How to cite this article:
Rekhi B. Catechism (Quiz 3). Indian J Pathol Microbiol 2019;62:189-90

How to cite this URL:
Rekhi B. Catechism (Quiz 3). Indian J Pathol Microbiol [serial online] 2019 [cited 2019 Apr 25];62:189-90. Available from: http://www.ijpmonline.org/text.asp?2019/62/1/189/251267





   Clinical History Top


A 33-year-old male presented with a painful lesion in his index finger.
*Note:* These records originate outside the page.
//! Infix test file parser and runner.
//!
//! Parses the `tests/infix/*.test` format and runs each case through
//! [`pidfmt_kernel::checker::infix::validate`]:
//!
//! ```text
//! # test: product
//! # expect: ok
//! ---
//! A * B
//! ---
//! (* A B)
//! ===
//! ```
//!
//! An `ok` case lists the expected tree as an S-expression. An `error` case
//! lists the expected error class: `syntax`, `unknown-identifier` or
//! `unsupported-operator`.

use pidfmt_kernel::ast::sexpr::format_expr;
use pidfmt_kernel::checker::infix::validate;
use pidfmt_kernel::InfixError;

use crate::{TestResult, TestSummary};

/// A single infix test case.
#[derive(Debug, Clone)]
pub struct InfixTestCase {
    /// Test name from the `# test: name` line.
    pub name: String,
    /// Line number where the test starts (1-indexed).
    pub line_number: usize,
    /// The expression text.
    pub input: String,
    /// What we expect from validation.
    pub expected: InfixExpectation,
}

/// What we expect from validating an input.
#[derive(Debug, Clone, PartialEq)]
pub enum InfixExpectation {
    /// Expected tree as S-expression.
    Ok(String),
    /// Expected error class.
    Error(String),
}

/// Parse the *.test file format into test cases.
pub fn parse_infix_tests(content: &str) -> Vec<InfixTestCase> {
    let mut cases = Vec::new();
    let lines: Vec<&str> = content.lines().collect();
    let mut i = 0;

    while i < lines.len() {
        let line = lines[i].trim();

        let Some(name) = line.strip_prefix("# test:") else {
            i += 1;
            continue;
        };
        let name = name.trim().to_string();
        let start_line = i + 1;
        i += 1;

        // Optional expect line: # expect: ok | error
        let mut expect_ok = true;
        if let Some(expect) = lines.get(i).and_then(|l| l.trim().strip_prefix("# expect:")) {
            expect_ok = expect.trim() == "ok";
            i += 1;
        }

        // Skip to first ---
        while i < lines.len() && lines[i].trim() != "---" {
            i += 1;
        }
        i += 1;

        // Collect input until next ---
        let mut input_lines = Vec::new();
        while i < lines.len() && lines[i].trim() != "---" {
            input_lines.push(lines[i]);
            i += 1;
        }
        i += 1;

        // Collect expected until ===
        let mut expected_lines = Vec::new();
        while i < lines.len() && lines[i].trim() != "===" {
            expected_lines.push(lines[i]);
            i += 1;
        }
        i += 1;

        let expected_str = expected_lines.join("\n").trim().to_string();
        let expected = if expect_ok {
            InfixExpectation::Ok(expected_str)
        } else {
            InfixExpectation::Error(expected_str)
        };

        cases.push(InfixTestCase {
            name,
            line_number: start_line,
            input: input_lines.join("\n"),
            expected,
        });
    }

    cases
}

/// Class name of an error, as written in test files.
pub fn error_class(err: &InfixError) -> &'static str {
    match err {
        InfixError::Syntax { .. } => "syntax",
        InfixError::UnknownIdentifier { .. } => "unknown-identifier",
        InfixError::UnsupportedOperator { .. } => "unsupported-operator",
    }
}

impl InfixTestCase {
    /// Run this test case and return the result.
    pub fn run(&self) -> TestResult {
        match (validate(&self.input), &self.expected) {
            (Ok(expr), InfixExpectation::Ok(expected)) => {
                let actual = format_expr(&expr);
                if normalize_sexpr(&actual) == normalize_sexpr(expected) {
                    TestResult::Accepted
                } else {
                    TestResult::Fail {
                        expected: expected.clone(),
                        actual,
                    }
                }
            }
            (Ok(expr), InfixExpectation::Error(class)) => TestResult::Fail {
                expected: format!("error: {}", class),
                actual: format_expr(&expr),
            },
            (Err(err), InfixExpectation::Error(class)) => {
                if error_class(&err) == class {
                    TestResult::Rejected {
                        class: error_class(&err),
                    }
                } else {
                    TestResult::Fail {
                        expected: format!("error: {}", class),
                        actual: format!("error: {} ({})", error_class(&err), err),
                    }
                }
            }
            (Err(err), InfixExpectation::Ok(expected)) => TestResult::Fail {
                expected: expected.clone(),
                actual: format!("error: {}", err),
            },
        }
    }
}

/// Normalize S-expression for comparison (collapse whitespace).
fn normalize_sexpr(s: &str) -> String {
    s.split_whitespace().collect::<Vec<_>>().join(" ")
}

/// Run all infix test cases and return a summary.
pub fn run_infix_tests(cases: &[InfixTestCase]) -> TestSummary {
    let mut summary = TestSummary::new();

    for case in cases {
        let result = case.run();
        summary.record(&case.name, case.line_number, result);
    }

    summary
}
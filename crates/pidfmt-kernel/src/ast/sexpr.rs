//! S-expression rendering of expression trees.
//!
//! Used by the file-driven tests and snapshot assertions. Precedence and
//! grouping are explicit in the output, so `A + B * C` renders as
//! `(+ A (* B C))`.

use std::fmt::Write;

use super::Expr;

/// Format an expression as an S-expression.
pub fn format_expr(expr: &Expr) -> String {
    let mut out = String::new();
    write_expr(expr, &mut out);
    out
}

fn write_expr(expr: &Expr, out: &mut String) {
    match expr {
        Expr::Number(text) => out.push_str(text),
        Expr::Name { name, .. } => out.push_str(name),
        Expr::Binary { left, op, right } => {
            // Writing into a String cannot fail.
            let _ = write!(out, "({} ", op);
            write_expr(left, out);
            out.push(' ');
            write_expr(right, out);
            out.push(')');
        }
    }
}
He underwent radiologic imaging followed by a biopsy.

Radiologic findings

Plain radiograph showed a well-defined lytic lesion, showing peripheral ossification, involving the base of the proximal phalanx, with adjacent soft tissues [Figure 1]a.
Figure 1: (a) Plain radiograph showing a well-defined lesion, predominantly involving the soft tissues of the base of phalanx with peripheral ossification. (b) Magnetic resonance imaging showing a well-defined enhancing lesion. (c) Histopathologic findings. Lesion composed of fibroblastic cells in a myxoid stroma with reactive woven bone toward the periphery (H and E, ×200); (d) Fragments of woven bone lined by osteoblasts and osteoclasts within cellular fibroblastic stroma (H and E, ×200)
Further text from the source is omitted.